In case of coupling of the Einstein's Field Equations to fermionic matter torsion is generated. However for a consistent set of EFEs it is required that the Einstein tensor
$$G_{ik} = R_{ik} -\frac{1}{2}g_{ik} R\quad \text{fulfills}\quad G_{i\, ;k}^k=0$$
which yields from the contraction of the second Bianchi identity. However, under non-zero torsion the second Bianchi identity changes its form to ($R^i_{jkl}$ are the components of the curvature tensor and $T^s_{km}$ the components of the torsion tensor):
$$\sum_{cyclic\, klm} R^i_{jkl;m} = \sum_{cyclic\, klm} T^s_{km} R^i_{jsl}$$$$\sum_{cyclic\, klm} R^i_{jkl;m} = \sum_{cyclic\, klm} T^s_{km} R^i_{jsl} \quad\quad\text{from N.Straumann: GR & relativistic Astrophysics}$$
With zero torsion the rhs of this equation would be zero and by using the definition of the Ricci tensor $R_{jl} = g^{ik}R_{ijkl}$ and the "usual" contracted Bianchi identity $G_{i\, ;k}^k=0$ would follow rather easily: by use of the definition and the symmetry of the curvature tensor we can write:
$$R_{j\,;m}^m = g^{ml} R_{jl;m} = g^{ml}g^{ik} R_{ijkl;m} = g^{ml}g^{ik} R_{klij;m}$$
followed by -- using the symmetry properties of the curvature tensor and the definition of the curvature scalar $R =g^{ik}R_{ik}$:
$$ R_{j\, ;m}^m = -g^{ml}g^{ik}(R_{kljm;i} + R_{klmi;j}) = - g^{ik} R_{kj;i} + g^{ik}R_{ki;j} = -R_{j\,;m}^m + R_{;j}$$
from which $G_{i\,\,;k}^k=0$ immediately follows. However, with non-zero torsion this equation would get the form:
$$ R_{j;m}^m = -g^{ml}g^{ik}(R_{kljm;i} + R_{klmi;j}) + g^{ml}g^{ik}\sum_{cyclic\, ijm} T^s_{im} R_{klsj}$$
EDIT:
I will expand the cyclic sum a bit further:
$$\text{cyclic sum}=g^{ml}g^{ik} ( T^s_{im} R_{klsj} + T^s_{mj} R_{klsi} + T^s_{ji} R_{klsm}) = T^{s\,\,l}_i R^i_{lsj} +T^{sl}_j R^i_{lsi} -T^{s\,\,k}_{j} R^m_{ksm}$$
Moreover:
$$\text{cyclic sum} = T^s_{il} R^{il}_{sj} -T^s_{lj} R^l_s +T^s_{jk} R^k_s =T^s_{il} R^{il}_{sj} -T^s_{lj} R^l_s +T^s_{jl} R^l_s $$
So if the torsion tensor were symmetric in its 2 last indices the sum would indeed vanish, however, it does not, otherwise the torsion form $\Theta^s$
$$\Theta^s = \frac{1}{2}T^s_{il} dx^i \wedge dx^l $$
would vanish too, but its non-zero-ness was actually the starting point of my question.
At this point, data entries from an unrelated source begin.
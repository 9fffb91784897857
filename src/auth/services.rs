pub(crate) use crate::auth::dto::{Claims, JwtKeys, TokenKind};
use crate::auth::repo::USERNAME_TAKEN;
use crate::auth::repo_types::User;
use crate::config::JwtConfig;
use crate::error::{AppError, AppResult, FieldErrors};
use crate::state::AppState;
use argon2::{password_hash::SaltString, Argon2, PasswordHash, PasswordHasher, PasswordVerifier};
use axum::{async_trait, extract::{FromRef, FromRequestParts}, http::request::Parts};
use jsonwebtoken::{decode, encode, DecodingKey, EncodingKey, Header, Validation};
use lazy_static::lazy_static;
use rand::rngs::OsRng;
use regex::Regex;
use sqlx::SqlitePool;
use std::time::Duration;
use time::{Duration as TimeDuration, OffsetDateTime};
use tracing::{debug, error, info, warn};

pub(crate) const MIN_PASSWORD_LEN: usize = 8;

pub(crate) fn is_valid_username(username: &str) -> bool {
    lazy_static! {
        static ref USERNAME_RE: Regex = Regex::new(r"^[\w.@+-]{1,150}$").unwrap();
    }
    USERNAME_RE.is_match(username)
}

pub(crate) fn is_valid_email(email: &str) -> bool {
    lazy_static! {
        static ref EMAIL_RE: Regex = Regex::new(r"^[^@\s]+@[^@\s]+\.[^@\s]+$").unwrap();
    }
    EMAIL_RE.is_match(email)
}

pub fn hash_password(plain: &str) -> anyhow::Result<String> {
    let salt = SaltString::generate(&mut OsRng);
    let argon2 = Argon2::default();
    let hash = argon2
        .hash_password(plain.as_bytes(), &salt)
        .map_err(|e| {
            error!(error = %e, "argon2 hash_password error");
            anyhow::anyhow!(e.to_string())
        })?
        .to_string();
    Ok(hash)
}

pub fn verify_password(plain: &str, hash: &str) -> anyhow::Result<bool> {
    let parsed = PasswordHash::new(hash).map_err(|e| {
        error!(error = %e, "argon2 parse hash error");
        anyhow::anyhow!(e.to_string())
    })?;
    Ok(Argon2::default()
        .verify_password(plain.as_bytes(), &parsed)
        .is_ok())
}

/// Validates signup input and stores the new user.
pub async fn signup(
    db: &SqlitePool,
    username: &str,
    password: &str,
    password_confirm: &str,
) -> AppResult<User> {
    let username = username.trim();
    let mut errors = FieldErrors::new();

    if !is_valid_username(username) {
        errors.entry("username".into()).or_default().push(
            "Enter a valid username. It may contain letters, numbers and @/./+/-/_ characters."
                .into(),
        );
    }
    if password.chars().count() < MIN_PASSWORD_LEN {
        errors
            .entry("password".into())
            .or_default()
            .push(format!("Password must contain at least {} characters.", MIN_PASSWORD_LEN));
    }
    if password != password_confirm {
        errors
            .entry("password_confirm".into())
            .or_default()
            .push("The two password fields didn't match.".into());
    }
    if !errors.is_empty() {
        warn!(%username, "signup rejected");
        return Err(AppError::Validation(errors));
    }

    if User::find_by_username(db, username).await?.is_some() {
        warn!(%username, "username already taken");
        return Err(AppError::Conflict(USERNAME_TAKEN.into()));
    }

    let hash = hash_password(password)?;
    let user = User::create(db, username, &hash).await?;
    info!(user_id = user.id, username = %user.username, "user registered");
    Ok(user)
}

/// Checks credentials. Unknown user and wrong password look the same to the caller.
pub async fn authenticate(db: &SqlitePool, username: &str, password: &str) -> AppResult<User> {
    let invalid = || AppError::Unauthorized("Invalid credentials".into());
    let username = username.trim();

    let Some(user) = User::find_by_username(db, username).await? else {
        warn!(%username, "login unknown username");
        return Err(invalid());
    };
    if !verify_password(password, &user.password_hash)? {
        warn!(%username, user_id = user.id, "login invalid password");
        return Err(invalid());
    }
    Ok(user)
}

impl FromRef<AppState> for JwtKeys {
    fn from_ref(state: &AppState) -> Self {
        let JwtConfig {
            secret,
            issuer,
            audience,
            ttl_minutes,
            refresh_ttl_minutes,
        } = state.config.jwt.clone();
        Self {
            encoding: EncodingKey::from_secret(secret.as_bytes()),
            decoding: DecodingKey::from_secret(secret.as_bytes()),
            issuer,
            audience,
            access_ttl: Duration::from_secs((ttl_minutes as u64) * 60),
            refresh_ttl: Duration::from_secs((refresh_ttl_minutes as u64) * 60),
        }
    }
}

impl JwtKeys {
    fn sign_with_kind(&self, user_id: i64, kind: TokenKind) -> anyhow::Result<String> {
        let now = OffsetDateTime::now_utc();
        let ttl = match kind {
            TokenKind::Access => self.access_ttl,
            TokenKind::Refresh => self.refresh_ttl,
        };
        let exp = now + TimeDuration::seconds(ttl.as_secs() as i64);
        let claims = Claims {
            sub: user_id,
            iat: now.unix_timestamp() as usize,
            exp: exp.unix_timestamp() as usize,
            iss: self.issuer.clone(),
            aud: self.audience.clone(),
            kind,
        };
        let token = encode(&Header::default(), &claims, &self.encoding)?;
        debug!(user_id, kind = ?kind, "jwt signed");
        Ok(token)
    }

    pub fn sign_access(&self, user_id: i64) -> anyhow::Result<String> {
        self.sign_with_kind(user_id, TokenKind::Access)
    }
    pub fn sign_refresh(&self, user_id: i64) -> anyhow::Result<String> {
        self.sign_with_kind(user_id, TokenKind::Refresh)
    }

    pub fn verify(&self, token: &str) -> anyhow::Result<Claims> {
        let mut validation = Validation::default();
        validation.set_audience(std::slice::from_ref(&self.audience));
        validation.set_issuer(std::slice::from_ref(&self.issuer));
        let data = decode::<Claims>(token, &self.decoding, &validation)?;
        debug!(user_id = data.claims.sub, kind = ?data.claims.kind, "jwt verified");
        Ok(data.claims)
    }

    pub fn verify_refresh(&self, token: &str) -> anyhow::Result<Claims> {
        let claims = self.verify(token)?;
        if claims.kind != TokenKind::Refresh {
            anyhow::bail!("not a refresh token");
        }
        Ok(claims)
    }
}

/// Caller identity resolved from a bearer access token.
#[derive(Debug, Clone, Copy)]
pub struct AuthUser(pub i64);

#[async_trait]
impl<S> FromRequestParts<S> for AuthUser
where
    S: Send + Sync,
    JwtKeys: FromRef<S>,
{
    type Rejection = AppError;

    async fn from_request_parts(parts: &mut Parts, state: &S) -> Result<Self, Self::Rejection> {
        let keys = JwtKeys::from_ref(state);
        let auth_header = parts
            .headers
            .get(axum::http::header::AUTHORIZATION)
            .and_then(|v| v.to_str().ok())
            .ok_or_else(|| AppError::Unauthorized("Missing Authorization header".into()))?;

        let token = auth_header
            .strip_prefix("Bearer ")
            .or_else(|| auth_header.strip_prefix("bearer "))
            .ok_or_else(|| AppError::Unauthorized("Invalid Authorization header".into()))?;

        let claims = match keys.verify(token) {
            Ok(c) => c,
            Err(_) => {
                warn!("invalid or expired token");
                return Err(AppError::Unauthorized("Invalid or expired token".into()));
            }
        };

        if claims.kind != TokenKind::Access {
            return Err(AppError::Unauthorized("Access token required".into()));
        }

        Ok(AuthUser(claims.sub))
    }
}
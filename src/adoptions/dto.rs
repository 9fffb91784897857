use serde::{Deserialize, Serialize};

use super::repo_types::AdoptionRequest;

#[derive(Debug, Default, Deserialize)]
pub struct AdoptBody {
    pub message: Option<String>,
}

/// `?pet_id=` may be present but empty, which means no filter.
#[derive(Debug, Default, Deserialize)]
pub struct OwnerRequestsQuery {
    #[serde(default)]
    pub pet_id: Option<String>,
}

#[derive(Debug, Serialize)]
pub struct RequestResponse {
    pub message: String,
    pub request: AdoptionRequest,
}
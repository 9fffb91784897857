pub mod dashboard;
pub mod home;

use crate::state::AppState;
use axum::{routing::get, Router};

pub fn router() -> Router<AppState> {
    Router::new()
        .route("/", get(home::home))
        .route("/dashboard/", get(dashboard::dashboard))
        .route("/health", get(|| async { "ok" }))
}
use serde::Deserialize;

#[derive(Debug, Clone, Deserialize)]
pub struct JwtConfig {
    pub secret: String,
    pub issuer: String,
    pub audience: String,
    pub ttl_minutes: i64,
    pub refresh_ttl_minutes: i64,
}

#[derive(Debug, Clone, Deserialize)]
pub struct StorageConfig {
    pub endpoint: String,
    pub bucket: String,
    pub access_key: String,
    pub secret_key: String,
    pub region: String,
}

#[derive(Debug, Clone, Deserialize)]
pub struct AppConfig {
    pub database_url: String,
    pub jwt: JwtConfig,
    pub storage: StorageConfig,
    /// Lifetime of presigned pet image URLs.
    pub image_url_ttl_secs: u64,
}

impl AppConfig {
    pub fn from_env() -> anyhow::Result<Self> {
        let database_url = std::env::var("DATABASE_URL")?;
        let jwt = JwtConfig {
            secret: std::env::var("JWT_SECRET")?,
            issuer: std::env::var("JWT_ISSUER").unwrap_or_else(|_| "petadopt".into()),
            audience: std::env::var("JWT_AUDIENCE").unwrap_or_else(|_| "petadopt-users".into()),
            ttl_minutes: env_parse("JWT_TTL_MINUTES").unwrap_or(60),
            refresh_ttl_minutes: env_parse("JWT_REFRESH_TTL_MINUTES").unwrap_or(60 * 24 * 14),
        };
        let storage = StorageConfig {
            endpoint: std::env::var("S3_ENDPOINT")?,
            bucket: std::env::var("S3_BUCKET")?,
            access_key: std::env::var("S3_ACCESS_KEY")?,
            secret_key: std::env::var("S3_SECRET_KEY")?,
            region: std::env::var("S3_REGION").unwrap_or_else(|_| "us-east-1".into()),
        };
        let image_url_ttl_secs = env_parse("IMAGE_URL_TTL_SECS").unwrap_or(30 * 60);
        Ok(Self {
            database_url,
            jwt,
            storage,
            image_url_ttl_secs,
        })
    }
}

fn env_parse<T: std::str::FromStr>(key: &str) -> Option<T> {
    std::env::var(key).ok().and_then(|v| v.parse::<T>().ok())
}
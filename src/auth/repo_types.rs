use serde::{Deserialize, Serialize};
use sqlx::FromRow;
use time::OffsetDateTime;

/// User record in the database.
#[derive(Debug, Clone, Serialize, Deserialize, FromRow)]
pub struct User {
    pub id: i64,
    pub username: String,
    #[serde(skip_serializing)]
    pub password_hash: String, // Argon2 hash, not exposed in JSON
    pub created_at: OffsetDateTime,
}
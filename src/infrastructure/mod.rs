//! Infrastructure layer: I/O implementations and DI container
//!
//! This layer implements I/O boundary traits, resolves the installer
//! module and wires up services.

pub mod di;
pub mod error;
pub mod installer;
pub mod resolver;
pub mod traits;

pub use error::{InfraError, InfraResult};
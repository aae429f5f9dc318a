//! CLI-level errors (wraps infrastructure errors)

use thiserror::Error;

use crate::application::ApplicationError;
use crate::infrastructure::InfraError;

/// CLI errors are the top-level error type.
/// These are what get displayed to the user, prefixed per command.
#[derive(Error, Debug)]
pub enum CliError {
    #[error("{0}")]
    Infra(#[from] InfraError),

    #[error("Installation failed: {0}")]
    InstallFailed(#[source] ApplicationError),

    #[error("Update failed: {0}")]
    UpdateFailed(#[source] ApplicationError),

    #[error("Error: {0}")]
    Failed(#[source] ApplicationError),

    #[error("Aborted.")]
    Aborted,
}

/// Result type for CLI operations.
pub type CliResult<T> = Result<T, CliError>;

impl CliError {
    /// Failure of `install`, including its interactive flow.
    pub fn install(e: ApplicationError) -> Self {
        match e {
            ApplicationError::Aborted => CliError::Aborted,
            other => CliError::InstallFailed(other),
        }
    }

    /// Failure of `update`.
    pub fn update(e: ApplicationError) -> Self {
        CliError::UpdateFailed(e)
    }

    /// Failure of `list` or `status`.
    pub fn failed(e: ApplicationError) -> Self {
        CliError::Failed(e)
    }

    /// Get the appropriate exit code for this error.
    pub fn exit_code(&self) -> i32 {
        match self {
            CliError::Aborted => crate::exitcode::INTERRUPTED,
            CliError::Infra(_)
            | CliError::InstallFailed(_)
            | CliError::UpdateFailed(_)
            | CliError::Failed(_) => crate::exitcode::FAILURE,
        }
    }
}
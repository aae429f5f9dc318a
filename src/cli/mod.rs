//! CLI layer: argument parsing and command dispatch

pub mod args;
pub mod commands;
pub mod error;
pub mod output;

pub use args::{Cli, Commands, InstallArgs};
pub use error::{CliError, CliResult};
//! Error conversion helpers for common I/O operations
//!
//! Provides extension traits for cleaner error handling with context.

use std::io;
use std::path::Path;

use crate::application::{ApplicationError, ApplicationResult};

/// Extension trait for converting `io::Result` to `ApplicationResult` with context.
pub trait IoResultExt<T> {
    /// Add a description of the failed action to an I/O error.
    ///
    /// # Example
    /// ```ignore
    /// prompter.input("Directory?", ".bmad-core")
    ///     .with_context("prompt for install directory")?;
    /// ```
    fn with_context(self, action: &str) -> ApplicationResult<T>;

    /// Add path context to an I/O error.
    fn with_path_context(self, action: &str, path: &Path) -> ApplicationResult<T>;
}

impl<T> IoResultExt<T> for io::Result<T> {
    fn with_context(self, action: &str) -> ApplicationResult<T> {
        self.map_err(|e| ApplicationError::OperationFailed {
            context: action.to_string(),
            source: Box::new(e),
        })
    }

    fn with_path_context(self, action: &str, path: &Path) -> ApplicationResult<T> {
        self.map_err(|e| ApplicationError::OperationFailed {
            context: format!("{}: {}", action, path.display()),
            source: Box::new(e),
        })
    }
}
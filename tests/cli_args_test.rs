//! Tests for command-line parsing

use clap::Parser;
use rstest::rstest;

use bmad::cli::{Cli, Commands, InstallArgs};
use bmad::domain::Ide;

fn parse(args: &[&str]) -> Result<Cli, clap::Error> {
    Cli::try_parse_from(std::iter::once("bmad").chain(args.iter().copied()))
}

fn install_args(args: &[&str]) -> InstallArgs {
    match parse(args).expect("valid command line").command {
        Some(Commands::Install(install)) => install,
        other => panic!("expected install command, got {other:?}"),
    }
}

#[rstest]
#[case::bare(&["install"], true)]
#[case::directory_only(&["install", "-d", "/tmp/x"], true)]
#[case::ides_only(&["install", "-i", "cursor"], true)]
#[case::full(&["install", "--full"], false)]
#[case::full_short(&["install", "-f", "-d", "x"], false)]
#[case::agent(&["install", "--agent", "dev"], false)]
#[case::agent_short(&["install", "-a", "dev", "-i", "roo"], false)]
#[case::full_and_agent(&["install", "-f", "-a", "dev"], false)]
fn given_install_flags_when_parsing_then_interactive_only_without_full_or_agent(
    #[case] args: &[&str],
    #[case] interactive: bool,
) {
    assert_eq!(install_args(args).is_interactive(), interactive);
}

#[test]
fn given_ide_values_in_one_and_several_flags_when_parsing_then_collects_all() {
    let install = install_args(&["install", "-f", "--ide", "cursor", "claude-code", "-i", "windsurf"]);

    assert_eq!(install.ides, vec![Ide::Cursor, Ide::ClaudeCode, Ide::Windsurf]);
}

#[test]
fn given_unknown_ide_when_parsing_then_rejects_command_line() {
    let err = parse(&["install", "--full", "--ide", "vscode"]).unwrap_err();

    assert_eq!(err.kind(), clap::error::ErrorKind::ValueValidation);
    assert!(err.to_string().contains("vscode"));
}

#[test]
fn given_update_flags_when_parsing_then_records_them() {
    let cli = parse(&["update", "--force", "--dry-run"]).unwrap();

    match cli.command {
        Some(Commands::Update { force, dry_run }) => {
            assert!(force);
            assert!(dry_run);
        }
        other => panic!("expected update command, got {other:?}"),
    }
}

#[rstest]
#[case::list(&["list"])]
#[case::status(&["status"])]
#[case::completion(&["completion", "bash"])]
fn given_simple_subcommand_when_parsing_then_accepts_it(#[case] args: &[&str]) {
    assert!(parse(args).unwrap().command.is_some());
}

#[test]
fn given_version_flags_when_parsing_then_sets_version() {
    assert!(parse(&["--version"]).unwrap().version);
    assert!(parse(&["-V"]).unwrap().version);
}

#[test]
fn given_no_arguments_when_parsing_then_has_no_command() {
    let cli = parse(&[]).unwrap();

    assert!(cli.command.is_none());
    assert!(!cli.version);
    assert_eq!(cli.verbose, 0);
}

#[test]
fn given_repeated_verbose_flag_after_subcommand_when_parsing_then_counts_it() {
    let cli = parse(&["status", "-vv"]).unwrap();

    assert_eq!(cli.verbose, 2);
}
So how non-zero torsion is with the integrability condition $G_{i\,\,;k}^k=0$ compatibel ? Does the contracted torsion term eventually disappear or do we have to add a new contribution from the torsion to the energy-momentum tensor ?
EDIT 2
For clarification I'd like to add the definition of cyclic sum used in this post:
$$\sum_{cyclic\,\, klm} R^i_{klm}:=R^i_{klm} + R^i_{lmk} + R^i_{mkl}$$
If this sum is set to zero it corresponds to the first Bianchi-identity (here without torsion). This how the above cited source (N.Straumann) also notes the first Bianchi-identity. So there cannot be an ambiguity with respect to the definition of the cyclic sum.